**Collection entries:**

------------------------------------------------------------------------

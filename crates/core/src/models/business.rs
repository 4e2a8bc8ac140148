//! Business models, including the deal-room and test sub-records embedded in
//! the business detail response.

use serde::{Deserialize, Serialize};

use crate::models::fundability::FundabilityTestDetails;
use crate::resource::{Identified, Resource, Suspendable, Verifiable};
use crate::types::{ResourceId, Timestamp};

/// Business row as shown in the admin business table.
#[derive(Debug, Clone, PartialEq, Serialize, Deserialize)]
#[serde(rename_all = "camelCase")]
pub struct Business {
    #[serde(alias = "_id")]
    pub id: ResourceId,
    pub business_name: String,
    #[serde(default)]
    pub owner_id: Option<ResourceId>,
    #[serde(default)]
    pub owner_name: Option<String>,
    #[serde(default)]
    pub industry: Option<String>,
    #[serde(default)]
    pub location: Option<String>,
    /// Company stage, e.g. `"idea"`, `"mvp"`, `"growth"`.
    #[serde(default)]
    pub stage: Option<String>,
    #[serde(default)]
    pub funding_required: Option<f64>,
    #[serde(default)]
    pub fundability_score: Option<f64>,
    #[serde(default)]
    pub is_verified: bool,
    #[serde(default)]
    pub is_suspended: bool,
    #[serde(default)]
    pub created_at: Option<Timestamp>,
}

/// A funding proposal exchanged in a business's deal room.
#[derive(Debug, Clone, PartialEq, Serialize, Deserialize)]
#[serde(rename_all = "camelCase")]
pub struct Proposal {
    #[serde(alias = "_id")]
    pub id: ResourceId,
    #[serde(default)]
    pub investor_id: Option<ResourceId>,
    #[serde(default)]
    pub investor_name: Option<String>,
    #[serde(default)]
    pub amount: Option<f64>,
    /// `"pending"`, `"accepted"`, `"rejected"`, ...
    #[serde(default)]
    pub status: Option<String>,
    #[serde(default)]
    pub created_at: Option<Timestamp>,
}

/// Deal-room state for a business.
#[derive(Debug, Clone, PartialEq, Serialize, Deserialize)]
#[serde(rename_all = "camelCase")]
pub struct DealRoomDetails {
    #[serde(alias = "_id")]
    pub id: ResourceId,
    #[serde(default)]
    pub status: Option<String>,
    #[serde(default)]
    pub proposals: Vec<Proposal>,
    #[serde(default)]
    pub documents: Vec<String>,
}

/// Result of the startup readiness questionnaire.
#[derive(Debug, Clone, PartialEq, Serialize, Deserialize)]
#[serde(rename_all = "camelCase")]
pub struct StartupTestDetails {
    #[serde(alias = "_id")]
    pub id: ResourceId,
    #[serde(default)]
    pub score: Option<f64>,
    #[serde(default)]
    pub stage: Option<String>,
    #[serde(default)]
    pub completed_at: Option<Timestamp>,
}

/// Detail record for a single business.
#[derive(Debug, Clone, PartialEq, Serialize, Deserialize)]
#[serde(rename_all = "camelCase")]
pub struct BusinessData {
    #[serde(flatten)]
    pub business: Business,
    #[serde(default)]
    pub description: Option<String>,
    #[serde(default)]
    pub website: Option<String>,
    #[serde(default)]
    pub fundability_test_details: Option<FundabilityTestDetails>,
    #[serde(default)]
    pub deal_room_details: Option<DealRoomDetails>,
    #[serde(default)]
    pub startup_test_details: Option<StartupTestDetails>,
}

/// DTO for editing a business. All fields are optional.
#[derive(Debug, Clone, Default, Serialize)]
#[serde(rename_all = "camelCase")]
pub struct BusinessPatch {
    #[serde(skip_serializing_if = "Option::is_none")]
    pub business_name: Option<String>,
    #[serde(skip_serializing_if = "Option::is_none")]
    pub industry: Option<String>,
    #[serde(skip_serializing_if = "Option::is_none")]
    pub location: Option<String>,
    #[serde(skip_serializing_if = "Option::is_none")]
    pub stage: Option<String>,
    #[serde(skip_serializing_if = "Option::is_none")]
    pub funding_required: Option<f64>,
    #[serde(skip_serializing_if = "Option::is_none")]
    pub description: Option<String>,
    #[serde(skip_serializing_if = "Option::is_none")]
    pub website: Option<String>,
}

/// DTO for registering a business on behalf of an owner.
#[derive(Debug, Clone, Serialize)]
#[serde(rename_all = "camelCase")]
pub struct BusinessDraft {
    pub business_name: String,
    pub owner_id: ResourceId,
    #[serde(skip_serializing_if = "Option::is_none")]
    pub industry: Option<String>,
    #[serde(skip_serializing_if = "Option::is_none")]
    pub location: Option<String>,
    #[serde(skip_serializing_if = "Option::is_none")]
    pub funding_required: Option<f64>,
}

impl BusinessData {
    /// Proposals in the deal room, or an empty slice if there is no deal room.
    pub fn proposals(&self) -> &[Proposal] {
        self.deal_room_details
            .as_ref()
            .map(|room| room.proposals.as_slice())
            .unwrap_or_default()
    }
}

impl Identified for Business {
    fn id(&self) -> &str {
        &self.id
    }
}

impl Identified for BusinessData {
    fn id(&self) -> &str {
        &self.business.id
    }
}

impl Suspendable for Business {
    fn is_suspended(&self) -> bool {
        self.is_suspended
    }

    fn set_suspended(&mut self, suspended: bool) {
        self.is_suspended = suspended;
    }
}

impl Suspendable for BusinessData {
    fn is_suspended(&self) -> bool {
        self.business.is_suspended
    }

    fn set_suspended(&mut self, suspended: bool) {
        self.business.is_suspended = suspended;
    }
}

impl Verifiable for Business {
    fn is_verified(&self) -> bool {
        self.is_verified
    }

    fn set_verified(&mut self, verified: bool) {
        self.is_verified = verified;
    }
}

impl Verifiable for BusinessData {
    fn is_verified(&self) -> bool {
        self.business.is_verified
    }

    fn set_verified(&mut self, verified: bool) {
        self.business.is_verified = verified;
    }
}

impl Resource for Business {
    type Detail = BusinessData;
    type Patch = BusinessPatch;
    type Draft = BusinessDraft;

    const NAME: &'static str = "business";
    const PLURAL: &'static str = "businesses";
    const BASE_PATH: &'static str = "/api/businesses";
    const COLLECTION_KEY: &'static str = "businesses";
}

------------------------------------------------------------------------

**What to produce:**
Filter the records down to the lines containing the word "Suspendable", and copy those.

**Solution below:**
use crate::resource::{Identified, Resource, Suspendable, Verifiable};
impl Suspendable for Business {
impl Suspendable for BusinessData {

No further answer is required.